# Wie schnell ...



## laravandenberg (31 Januar 2010)

Hallo! Jetzt muss ich mal etwas fragen. Wie schnell kommen denn Zuganssdaten, wenn man sich anmeldet. Ich habe mich nun schon seit gestern zwei mal unter unterschiedlichen mail-Adressen angemeldet, da ich dachte, dass ich mich vielleicht vertippt habe Es kommt keine Rück-Mail. Beim "Vorgänger"  kamen  sofort die Zugangsdaten. Oder haben sie etwa ihr System verbessert, dass das System merkt, dass mit Anonym-Server angemeldet wurde? Bloß, denke, die Mühe machen sie sich nicht!


----------



## Laila (31 Januar 2010)

*AW: Einschüchterungsfalle TOP-OF-SOFTWARE.DE / softwaresammler.de / opendownload.de*

Wie schnell kommen denn Zuganssdaten, wenn man sich anmeldet. Ich habe mich nun schon seit gestern zwei mal unter unterschiedlichen mail-Adressen angemeldet.
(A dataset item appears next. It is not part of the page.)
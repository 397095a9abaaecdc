pub mod login;
pub mod me;
pub mod password;
pub mod seed;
Ich habe die Zugangsdaten innerhalb von eine Minute bekommen


----------



## bernhard (31 Januar 2010)

*AW: Wie schnell ...*

OffTopic verschoben.


----------



## webwatcher (31 Januar 2010)

*AW: Wie schnell ...*

Der Sinn von Diskussionen über Wirkungsweise und zeitliche  Abläufe von 
Abonutzlosfallen entzieht sich mir. Genau so gut könnte man über Fingerübungen 
von Taschendieben diskutieren.


----------



## laravandenberg (31 Januar 2010)

*AW: Wie schnell ...*



webwatcher schrieb:


> Der Sinn von Diskussionen über Wirkungsweise und zeitliche  Abläufe von
> Abonutzlosfallen entzieht sich mir. Genau so gut könnte man über Fingerübungen
> von Taschendieben diskutieren.



Hat doch nichts mit Diskussion zu tun, mich hat nur interessiert, wie es bei TOP-OF bei Anderen gelaufen ist. Scheinbar haben sie am System doch was geändert, das es auch nicht mehr passieren kann, dass sich jemand unter "ihren" eigenen Namen anmelden kann. Mir jedenfalls gelingt es nicht, mich anzumelden. 
Ich bin nämlich der Meinung, wenn man in einem Forum über eine ganz bestimmte Firma mitreden will, muss man auch die Geflogenheiten der Firma genau kennen! Mich würde nämlich auch interessieren, wann die Rechnungen kommen, vor oder nach der Widerrufszeit. Vor allem, wenn sich jemand nicht eingeloggt hat, wann dann die Rechnungen kommen. Ist wahrscheinlich für die meisten unwichtig, für mich schon. Und, um nicht dauernd zu fragen, wollte ich mich anmelden und es aus erster Hand wissen.


----------



## Captain Picard (31 Januar 2010)

*AW: Wie schnell ...*

Die Diskussion über Taschenspielertricks  verwirrt   Hilfesuchende  nur. 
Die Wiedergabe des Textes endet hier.